| WHAT YOU SHOULD DO |
All lines in the data bearing the string "base" should be identified and copied.

Collected data
==*==
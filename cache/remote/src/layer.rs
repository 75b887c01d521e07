//! The remote key/value tier.
//!
//! Adapts a [`RemoteStore`] to the [`CacheLayer`] contract: keys travel
//! as their `Display` form, values through the injected codec, and
//! every store call is wrapped in a bounded retry inside a circuit
//! breaker. When the breaker is open or retries are exhausted the tier
//! reports itself unavailable and the manager moves on.

use crate::breaker::CircuitBreaker;
use crate::codec::ValueCodec;
use crate::error::RemoteError;
use crate::store::RemoteStore;
use async_trait::async_trait;
use cascade_core::{CacheLayer, LayerError, LayerResult};
use std::fmt::Display;
use std::future::Future;
use std::time::Duration;
use tracing::{debug, warn};

/// Configuration for [`RemoteLayer`].
#[derive(Debug, Clone)]
pub struct RemoteLayerConfig {
    /// Tier name used in logs and metrics.
    pub name: String,
    /// Total attempts per operation (first try included).
    pub retry_count: u32,
    /// Fixed delay between attempts.
    pub retry_delay: Duration,
    /// Consecutive failed operations before the circuit opens.
    pub breaker_failures: u32,
    /// How long the circuit stays open before admitting a probe.
    pub breaker_cooldown: Duration,
    /// Optional namespace prepended to every key ("app:" -> "app:42").
    pub key_prefix: Option<String>,
}

impl Default for RemoteLayerConfig {
    fn default() -> Self {
        Self {
            name: "remote".to_string(),
            retry_count: 3,
            retry_delay: Duration::from_millis(50),
            breaker_failures: 5,
            breaker_cooldown: Duration::from_secs(30),
            key_prefix: None,
        }
    }
}

/// [`CacheLayer`] over a network key/value store.
pub struct RemoteLayer<S, C> {
    store: S,
    codec: C,
    breaker: CircuitBreaker,
    config: RemoteLayerConfig,
}

impl<S, C> RemoteLayer<S, C> {
    /// Wrap `store`, serializing values through `codec`.
    pub fn new(store: S, codec: C, config: RemoteLayerConfig) -> Self {
        let breaker = CircuitBreaker::new(config.breaker_failures, config.breaker_cooldown);
        Self {
            store,
            codec,
            breaker,
            config,
        }
    }

    /// The breaker, exposed for diagnostics.
    pub fn breaker(&self) -> &CircuitBreaker {
        &self.breaker
    }

    fn storage_key(&self, key: &impl Display) -> String {
        match &self.config.key_prefix {
            Some(prefix) => format!("{prefix}{key}"),
            None => key.to_string(),
        }
    }

    /// Run `call` under the breaker with bounded retries on transient
    /// errors. Records exactly one breaker outcome per operation.
    async fn guarded<T, F, Fut>(&self, op: &'static str, mut call: F) -> LayerResult<T>
    where
        F: FnMut() -> Fut,
        Fut: Future<Output = Result<T, RemoteError>>,
    {
        if !self.breaker.allow() {
            return Err(LayerError::unavailable("circuit open"));
        }

        let mut attempt = 0;
        let outcome = loop {
            attempt += 1;
            match call().await {
                Ok(value) => break Ok(value),
                Err(e) if e.is_transient() && attempt < self.config.retry_count => {
                    debug!(
                        layer = %self.config.name,
                        op,
                        attempt,
                        error = %e,
                        "remote call failed; retrying"
                    );
                    tokio::time::sleep(self.config.retry_delay).await;
                }
                Err(e) => break Err(e),
            }
        };

        match outcome {
            Ok(value) => {
                self.breaker.record_success();
                Ok(value)
            }
            Err(e) => {
                self.breaker.record_failure();
                warn!(layer = %self.config.name, op, error = %e, "remote call gave up");
                Err(LayerError::unavailable(e.to_string()))
            }
        }
    }
}

#[async_trait]
impl<K, V, S, C> CacheLayer<K, V> for RemoteLayer<S, C>
where
    K: Display + Send + Sync,
    V: Send + Sync + 'static,
    S: RemoteStore,
    C: ValueCodec<V>,
{
    fn name(&self) -> &str {
        &self.config.name
    }

    async fn try_get(&self, key: &K) -> LayerResult<Option<V>> {
        let key = self.storage_key(key);
        let bytes = self.guarded("get", || self.store.get(&key)).await?;
        match bytes {
            Some(bytes) => {
                let value = self
                    .codec
                    .decode(&bytes)
                    .map_err(|e| LayerError::Codec(e.to_string()))?;
                Ok(Some(value))
            }
            None => Ok(None),
        }
    }

    async fn set(&self, key: &K, value: V, ttl: Duration) -> LayerResult<()> {
        let key = self.storage_key(key);
        let bytes = self
            .codec
            .encode(&value)
            .map_err(|e| LayerError::Codec(e.to_string()))?;
        self.guarded("set", || self.store.set(&key, bytes.clone(), ttl))
            .await
    }

    async fn remove(&self, key: &K) -> LayerResult<bool> {
        let key = self.storage_key(key);
        self.guarded("remove", || self.store.remove(&key)).await
    }
}
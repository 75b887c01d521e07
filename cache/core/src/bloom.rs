//! Bloom filter used as a cold-key doorkeeper.

use ahash::RandomState;
use std::hash::Hash;
use std::sync::atomic::{AtomicU64, Ordering};

/// Seed-derivation constant, distinct per hash function.
const SEED_MIX: u64 = 0xc2b2_ae3d_27d4_eb4f;

/// A fixed-size Bloom filter over `m` bits with `k` hash functions.
///
/// `contains` has no false negatives: once a key is inserted it is
/// always reported as seen. Concurrent inserts race benignly on the
/// bit words (the only hazard is a spurious "seen", which the admission
/// policy tolerates).
#[derive(Debug)]
pub struct BloomFilter {
    words: Vec<AtomicU64>,
    num_bits: usize,
    hashers: Vec<RandomState>,
}

impl BloomFilter {
    /// Create a filter with `num_bits` bits and `num_hashes` hash
    /// functions, seeded deterministically from `seed`.
    ///
    /// # Panics
    ///
    /// Panics if `num_bits` or `num_hashes` is zero.
    pub fn with_seed(num_bits: usize, num_hashes: usize, seed: u64) -> Self {
        assert!(num_bits > 0, "bloom filter must have at least one bit");
        assert!(num_hashes > 0, "bloom filter needs at least one hash");

        let mut words = Vec::with_capacity(num_bits.div_ceil(64));
        words.resize_with(num_bits.div_ceil(64), || AtomicU64::new(0));

        let hashers = (0..num_hashes)
            .map(|i| {
                let base = seed.wrapping_add((i as u64 + 1).wrapping_mul(SEED_MIX));
                RandomState::with_seeds(
                    base,
                    base.rotate_left(13),
                    base.rotate_left(29),
                    base.rotate_left(43),
                )
            })
            .collect();

        Self {
            words,
            num_bits,
            hashers,
        }
    }

    /// Create a filter with a random seed.
    pub fn new(num_bits: usize, num_hashes: usize) -> Self {
        Self::with_seed(num_bits, num_hashes, rand::random())
    }

    #[inline]
    fn bit_for<K: Hash>(&self, hasher: &RandomState, key: &K) -> (usize, u64) {
        let bit = (hasher.hash_one(key) % self.num_bits as u64) as usize;
        (bit / 64, 1u64 << (bit % 64))
    }

    /// Mark `key` as seen.
    pub fn insert<K: Hash>(&self, key: &K) {
        for hasher in &self.hashers {
            let (word, mask) = self.bit_for(hasher, key);
            self.words[word].fetch_or(mask, Ordering::Relaxed);
        }
    }

    /// True if `key` may have been inserted; false means definitely not.
    pub fn contains<K: Hash>(&self, key: &K) -> bool {
        self.hashers.iter().all(|hasher| {
            let (word, mask) = self.bit_for(hasher, key);
            self.words[word].load(Ordering::Relaxed) & mask != 0
        })
    }

    /// Reset every bit.
    pub fn clear(&self) {
        for word in &self.words {
            word.store(0, Ordering::Relaxed);
        }
    }
}

#[cfg(test)]
mod tests {
    use super::*;

    #[test]
    fn no_false_negatives() {
        let bloom = BloomFilter::with_seed(2048, 5, 7);
        for i in 0..100 {
            bloom.insert(&format!("key-{i}"));
        }
        for i in 0..100 {
            assert!(bloom.contains(&format!("key-{i}")));
        }
    }

    #[test]
    fn unseen_keys_mostly_absent() {
        let bloom = BloomFilter::with_seed(4096, 5, 7);
        for i in 0..50 {
            bloom.insert(&format!("seen-{i}"));
        }
        // A roomy filter should report the vast majority of unseen keys
        // as absent; allow a little slack for false positives.
        let false_positives = (0..1000)
            .filter(|i| bloom.contains(&format!("unseen-{i}")))
            .count();
        assert!(false_positives < 50, "false positives: {false_positives}");
    }

    #[test]
    fn clear_resets_state() {
        let bloom = BloomFilter::with_seed(256, 3, 7);
        bloom.insert(&"k");
        assert!(bloom.contains(&"k"));
        bloom.clear();
        assert!(!bloom.contains(&"k"));
    }
}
==*==
| TASK ANSWER |
                let base = seed.wrapping_add((i as u64 + 1).wrapping_mul(SEED_MIX));
                    base,
                    base.rotate_left(13),
                    base.rotate_left(29),
                    base.rotate_left(43),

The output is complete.